Parses an access log, groups entries by status code and path, computes per-bucket counts, and dumps a structured JSON report. Real-world data-pipeline shape in ~80 lines.

Source: examples/09_log_analyzer.c4

# Real CLI tool: analyze nginx-style access logs.
#
# Reads a log file, parses it, computes per-status / per-path statistics,
# and writes a JSON report.
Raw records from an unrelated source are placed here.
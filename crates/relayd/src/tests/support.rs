//! Shared harness for the crate-level suites.

use std::net::SocketAddr;
use std::path::{Path, PathBuf};
use std::sync::Mutex;
use std::thread;
use std::time::{Duration, Instant};

use camino::Utf8PathBuf;
use mockall::mock;
use relay_config::{Config, ConfigError, ListenEndpoint, ResolvedToken, TokenOrigin};
use serde_json::Value;
use tempfile::TempDir;

use crate::bootstrap::{BootstrapError, ConfigLoader};
use crate::console::ConsoleHandle;
use crate::context::{ContextOptions, ServerContext};
use crate::health::HealthReporter;
use crate::host::{AutoCommit, CommitError, Compiler, HostBindings, HostError, ReloadOutcome};
use crate::host::headless;
use crate::server::{Server, ServerHandle};
use crate::transport::send_request;

/// Token every [`TestServer`] accepts.
pub const TOKEN: &str = "test-token";

mock! {
    pub Compiler {}

    impl Compiler for Compiler {
        fn is_compiling(&self) -> bool;
        fn import(&mut self, path: &Path) -> Result<(), HostError>;
        fn reload(&mut self) -> ReloadOutcome;
    }
}

mock! {
    pub Committer {}

    impl AutoCommit for Committer {
        fn commit(&self, message: &str) -> Result<(), CommitError>;
    }
}

/// Lifecycle events observed by [`RecordingHealthReporter`].
#[derive(Debug, Clone, PartialEq, Eq)]
pub enum HealthEvent {
    BootstrapStarting,
    BootstrapSucceeded(TokenOrigin),
    BootstrapFailed(String),
    ListenerReady(SocketAddr),
    ShutdownStarted,
    ShutdownCompleted,
}

/// Records health events for assertions.
#[derive(Default)]
pub struct RecordingHealthReporter {
    events: Mutex<Vec<HealthEvent>>,
}

impl RecordingHealthReporter {
    /// Captures a copy of the recorded events.
    pub fn events(&self) -> Vec<HealthEvent> {
        self.events
            .lock()
            .expect("health reporter mutex poisoned")
            .clone()
    }

    /// Address reported by the listener, once it is ready.
    pub fn listener_addr(&self) -> Option<SocketAddr> {
        self.events().into_iter().find_map(|event| match event {
            HealthEvent::ListenerReady(addr) => Some(addr),
            _ => None,
        })
    }

    fn record(&self, event: HealthEvent) {
        self.events
            .lock()
            .expect("health reporter mutex poisoned")
            .push(event);
    }
}

impl HealthReporter for RecordingHealthReporter {
    fn bootstrap_starting(&self) {
        self.record(HealthEvent::BootstrapStarting);
    }

    fn bootstrap_succeeded(&self, _config: &Config, token: TokenOrigin) {
        self.record(HealthEvent::BootstrapSucceeded(token));
    }

    fn bootstrap_failed(&self, error: &BootstrapError) {
        self.record(HealthEvent::BootstrapFailed(error.to_string()));
    }

    fn listener_ready(&self, addr: SocketAddr) {
        self.record(HealthEvent::ListenerReady(addr));
    }

    fn shutdown_started(&self) {
        self.record(HealthEvent::ShutdownStarted);
    }

    fn shutdown_completed(&self) {
        self.record(HealthEvent::ShutdownCompleted);
    }
}

/// Loader rooting the project in a temporary directory and binding an
/// ephemeral port.
pub struct TestConfigLoader {
    dir: TempDir,
}

impl TestConfigLoader {
    #[must_use]
    pub fn new() -> Self {
        Self {
            dir: TempDir::new().expect("failed to create temporary project root"),
        }
    }

    pub fn root(&self) -> &Path {
        self.dir.path()
    }
}

impl ConfigLoader for TestConfigLoader {
    fn load(&self) -> Result<Config, ConfigError> {
        let root = Utf8PathBuf::from_path_buf(self.dir.path().to_path_buf())
            .expect("temporary project root was not valid UTF-8");
        Ok(Config {
            listen: ListenEndpoint::loopback(0),
            log_filter: String::from("warn"),
            ..Config::for_project(root)
        })
    }
}

/// Loader that fails by passing a routable listen address.
pub struct FailingConfigLoader;

impl ConfigLoader for FailingConfigLoader {
    fn load(&self) -> Result<Config, ConfigError> {
        Config::load_from_iter(["relayd", "--listen", "http://192.0.2.10:17890/"])
    }
}

/// Server on an ephemeral port with a dedicated execution thread, rooted in
/// a temporary project directory.
pub struct TestServer {
    dir: TempDir,
    console: ConsoleHandle,
    handle: Option<ServerHandle>,
    addr: SocketAddr,
}

impl TestServer {
    pub fn start() -> Self {
        Self::start_with(|_| {})
    }

    /// Starts a server after letting `customise` swap host collaborators.
    pub fn start_with<F>(customise: F) -> Self
    where
        F: FnOnce(&mut HostBindings) + Send + 'static,
    {
        let dir = TempDir::new().expect("temp project root");
        let root: PathBuf = dir.path().to_path_buf();
        let console = ConsoleHandle::default();
        let host_console = console.clone();
        let handle = ServerHandle::spawn(&ListenEndpoint::loopback(0), move || {
            let mut bindings = headless::bindings(&root, host_console);
            customise(&mut bindings);
            let mut options = ContextOptions::for_project(&root, ResolvedToken::explicit(TOKEN));
            options.compile_poll = Duration::from_millis(5);
            options.compile_wait_limit = Duration::from_secs(2);
            ServerContext::new(options, bindings)
        })
        .expect("spawn test server");
        let addr = handle.server().local_addr();
        Self {
            dir,
            console,
            handle: Some(handle),
            addr,
        }
    }

    pub fn root(&self) -> &Path {
        self.dir.path()
    }

    pub fn console(&self) -> &ConsoleHandle {
        &self.console
    }

    pub fn server(&self) -> &Server {
        self.handle
            .as_ref()
            .expect("server already stopped")
            .server()
    }

    /// Sends `command` with the valid token. `Value::Null` sends no body.
    pub fn call(&self, command: &str, body: &Value) -> (u16, Value) {
        let bytes = if body.is_null() {
            Vec::new()
        } else {
            serde_json::to_vec(body).expect("serialise body")
        };
        self.call_raw(command, Some(TOKEN), &bytes)
    }

    /// Sends raw bytes with an optional token.
    pub fn call_raw(&self, command: &str, token: Option<&str>, body: &[u8]) -> (u16, Value) {
        let headers: Vec<(&str, &str)> = token
            .map(|token| vec![("X-AI-Token", token)])
            .unwrap_or_default();
        let (status, text) = send_request(self.addr, &format!("/{command}"), &headers, body);
        let envelope = serde_json::from_str(&text)
            .unwrap_or_else(|error| panic!("response was not JSON ({error}): {text:?}"));
        (status, envelope)
    }

    pub fn stop(mut self) {
        if let Some(handle) = self.handle.take() {
            handle.stop().expect("stop test server");
        }
    }
}

impl Drop for TestServer {
    fn drop(&mut self) {
        if let Some(handle) = self.handle.take() {
            let _ = handle.stop();
        }
    }
}

/// Polls `probe` until it yields a value or two seconds pass.
pub fn wait_for<T>(mut probe: impl FnMut() -> Option<T>) -> Option<T> {
    let deadline = Instant::now() + Duration::from_secs(2);
    while Instant::now() < deadline {
        if let Some(value) = probe() {
            return Some(value);
        }
        thread::sleep(Duration::from_millis(10));
    }
    None
}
Demonstrates: stdlib (cli, fs, data, strings),
# string interpolation, *rest patterns, where filter, each-as-expression.
#
# Run: c4 run examples/09_log_analyzer.c4 -- examples/_sample_access.log

use cobra4.stdlib.cli as cli
use cobra4.stdlib.fs as fs
use cobra4.stdlib.data as data
use cobra4.stdlib.strings as strs

# Match: 127.0.0.1 - - [10/Apr/2026:13:55:36 +0000] "GET /api/x HTTP/1.1" 200 1234
fn parse_line(line) {
    parts = strs.extract_all(line, r'"([^"]*)"|\[([^\]]*)\]|(\S+)')
    flat = []
    for p in parts {
        for piece in p {
            if piece {
                flat.append(piece)
            }
        }
    }
    if len(flat) < 7 {
        return None
    }
    request = flat[5].split(" ")
    method = request[0] if len(request) > 0 else ""
    path = request[1] if len(request) > 1 else ""
    return {
        "ip": flat[0],
        "method": method,
        "path": path,
        "status": int(flat[6]),
        "bytes": int(flat[7]) if len(flat) > 7 and flat[7].isdigit() else 0,
    }
}

fn analyze(path) {
    "Read a log file and produce summary stats."
    text = fs.read_text(path)
    lines = strs.lines(text)

    parsed = []
    for line in lines {
        entry = parse_line(line)
        if entry is not None {
            parsed.append(entry)
        }
    }

    by_status = data.group_by(parsed, "status")
    status_counts = {}
    for entry in by_status.items() {
        status_counts[str(entry[0])] = len(entry[1])
    }

    fn _sum_bytes(rs) {
        total = 0
        for r in rs { total += r["bytes"] }
        return total
    }

    by_path = data.aggregate(
        parsed,
        "path",
        {"hits": fn(rs) = len(rs), "bytes": _sum_bytes},
    )

    errors = each r in parsed where r["status"] >= 500 { r }

    return {
        "total": len(parsed),
        "by_status": status_counts,
        "top_paths": data.sort_by(by_path, "hits", reverse=True)[:10],
        "errors": errors,
    }
}

fn main(input="./_sample_access.log", out="./_log_report.json") {
    "Parse a log file and write a JSON report."
    if not fs.exists(input) {
        # Generate a tiny sample for demo purposes.
        sample = (
            r'127.0.0.1 - - [10/Apr/2026:13:55:36 +0000] "GET /api/users HTTP/1.1" 200 1234' + "\n" +
            r'10.0.0.5 - - [10/Apr/2026:13:55:37 +0000] "POST /api/orders HTTP/1.1" 201 89' + "\n" +
            r'127.0.0.1 - - [10/Apr/2026:13:55:38 +0000] "GET /api/users HTTP/1.1" 200 1200' + "\n" +
            r'10.0.0.5 - - [10/Apr/2026:13:55:39 +0000] "GET /api/missing HTTP/1.1" 404 0' + "\n" +
            r'127.0.0.1 - - [10/Apr/2026:13:55:40 +0000] "GET /api/error HTTP/1.1" 500 41' + "\n"
        )
        fs.write_text(input, sample)
        log("generated sample log", file=input)
    }

    report = analyze(input)
    save(report, out)

    log("analysis complete",
        total=report["total"],
        unique_paths=len(report["top_paths"]),
        errors=len(report["errors"]),
        out=out)
    return report
}

cli.quick(main, description="Analyze access logs into a JSON report.")

Run it

c4 run examples/09_log_analyzer.c4